Sous l’impulsion du président du Conseil, Faure Gnassingbé, cette nouvelle architecture institutionnelle s’est rapidement mise en mouvement, avec pour objectif de consolider la paix sociale, renforcer l’unité nationale et transformer les acquis politiques en leviers économiques et sociaux concrets.
Les changements sont notables : le régime semi-présidentiel a laissé place à un régime parlementaire, avec l’élection du président par le Parlement. L’action publique s’est intensifiée dans les secteurs sociaux, avec une attention soutenue portée à la santé, à la protection sociale, à l’éducation et à l’accès aux services essentiels.
L’assurance maladie universelle poursuit son déploiement progressif, intégrant de nouvelles couches sociales et renforçant l’équité dans l’accès aux soins.

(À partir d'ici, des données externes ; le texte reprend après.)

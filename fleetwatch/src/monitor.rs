//! Run orchestration: roster, polling cycles, diff, persistence, tickets.
//!
//! One run walks `Init -> RosterFetched -> Polling -> Diffed -> Persisted ->
//! Notified -> Done`. Cycles run one after another; within a cycle machines
//! are fetched concurrently and their results are folded into the run
//! context on this task in roster order, so the accumulator and the history
//! file only ever have one writer.

use chrono::{Local, Utc};
use futures::stream::{self, StreamExt};
use tracing::{debug, info};

use crate::config::Settings;
use crate::diff::{diff, OccurrenceSet};
use crate::error::Result;
use crate::history::IncidentHistory;
use crate::inventory::InventoryClient;
use crate::notify::{Notifier, TicketPayload};
use crate::store::StateStore;
use crate::thresholds::{evaluate, StalenessPolicy};

#[derive(Debug, Clone, Copy, PartialEq, Eq, Default)]
pub enum Phase {
    #[default]
    Init,
    RosterFetched,
    Polling,
    Diffed,
    Persisted,
    Notified,
    Done,
}

/// Everything one run accumulates. Later cycles overwrite a machine's
/// entry in `current` whenever they find conditions for it again.
#[derive(Debug, Clone, Default)]
pub struct RunReport {
    pub phase: Phase,
    pub roster_size: usize,
    /// Successful record fetches, summed over cycles.
    pub polled: usize,
    /// Fetches that exhausted the attempt ceiling, summed over cycles.
    pub skipped: usize,
    pub incidents_appended: usize,
    pub current: OccurrenceSet,
    pub diff: OccurrenceSet,
    pub tickets: Vec<TicketPayload>,
}

impl RunReport {
    fn enter(&mut self, phase: Phase) {
        debug!(from = ?self.phase, to = ?phase, "run phase");
        self.phase = phase;
    }
}

pub struct Monitor {
    inventory: InventoryClient,
    store: StateStore,
    notifier: Notifier,
    staleness: StalenessPolicy,
    cycles: u32,
    concurrency: usize,
}

impl Monitor {
    pub fn new(inventory: InventoryClient, store: StateStore, notifier: Notifier) -> Self {
        Self {
            inventory,
            store,
            notifier,
            staleness: StalenessPolicy::default(),
            cycles: 1,
            concurrency: 1,
        }
    }

    pub fn from_settings(settings: &Settings) -> Result<Self> {
        let inventory = InventoryClient::new(
            settings.inventory_base()?,
            settings.retry_policy(),
            settings.record_cap,
        )?;
        let notifier = Notifier::new(&settings.notify_url, &settings.recipient)
            .with_dry_run(settings.dry_run);
        Ok(Self::new(inventory, StateStore::new(&settings.state_dir), notifier)
            .with_staleness(settings.staleness()?)
            .with_cycles(settings.cycles)
            .with_concurrency(settings.concurrency))
    }

    pub fn with_staleness(mut self, staleness: StalenessPolicy) -> Self {
        self.staleness = staleness;
        self
    }

    pub fn with_cycles(mut self, cycles: u32) -> Self {
        self.cycles = cycles.max(1);
        self
    }

    pub fn with_concurrency(mut self, concurrency: usize) -> Self {
        self.concurrency = concurrency.max(1);
        self
    }

    pub fn store(&self) -> &StateStore {
        &self.store
    }

    /// One full run. Persistence failures abort it; fetch and ticket
    /// failures do not.
    pub async fn run(&self) -> Result<RunReport> {
        let mut report = RunReport::default();
        let exceptions = self.store.load_exceptions()?;
        let history = self.store.history();

        let names: Vec<String> = self
            .inventory
            .fetch_roster()
            .await
            .into_iter()
            .map(|m| m.name)
            .collect();
        report.roster_size = names.len();
        report.enter(Phase::RosterFetched);

        report.enter(Phase::Polling);
        for cycle in 1..=self.cycles {
            info!(cycle, cycles = self.cycles, "cycle started");
            self.poll_cycle(&names, &history, &mut report).await?;
        }

        let last_known = self.store.load_last_known()?;
        report.diff = diff(&report.current, &last_known, &exceptions);
        if report.diff.is_empty() {
            info!("no new occurrences detected");
        } else {
            info!(
                machines = report.diff.len(),
                conditions = report.diff.condition_count(),
                "new occurrences detected"
            );
        }
        report.enter(Phase::Diffed);

        self.store.store_new_occurrences(&report.diff)?;
        self.store.store_last_known(&report.current)?;
        report.enter(Phase::Persisted);

        report.tickets = self.notifier.dispatch(&report.diff).await;
        report.enter(Phase::Notified);

        report.enter(Phase::Done);
        Ok(report)
    }

    async fn poll_cycle(
        &self,
        names: &[String],
        history: &IncidentHistory,
        report: &mut RunReport,
    ) -> Result<()> {
        let inventory = &self.inventory;
        let mut fetches = stream::iter(names)
            .map(|alias| async move { (alias, inventory.fetch_records(alias).await) })
            .buffered(self.concurrency);

        while let Some((alias, records)) = fetches.next().await {
            if records.is_empty() {
                report.skipped += 1;
                continue;
            }
            report.polled += 1;

            let evaluation = evaluate(&records, alias, Local::now().naive_local(), &self.staleness);
            if !evaluation.is_critical() {
                debug!(alias = %alias, "no critical conditions");
                continue;
            }
            history.append(alias, &evaluation.conditions, Utc::now())?;
            report.incidents_appended += 1;
            report.current.record(alias.clone(), evaluation.conditions);
        }
        Ok(())
    }
}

L’eau potable, l’électricité et les infrastructures de base continuent d’être étendues, notamment dans les zones rurales, afin de réduire les disparités territoriales.
La décentralisation, la gouvernance territoriale et la modernisation de l’administration rapprochent l’État des citoyens. La digitalisation croissante des services publics simplifie les démarches, raccourcit les délais et renforce la transparence.
Sur le plan économique, le nouveau cadre institutionnel favorise la confiance. La mobilisation des recettes, la rigueur budgétaire et la promotion du secteur privé participent à la construction d’une économie plus résiliente.
La Cinquième République se distingue enfin par son attachement profond aux valeurs de paix, de dialogue et de cohésion nationale. Dans un contexte régional parfois instable, le Togo fait le choix de la stabilité durable, du vivre ensemble et de la concertation permanente.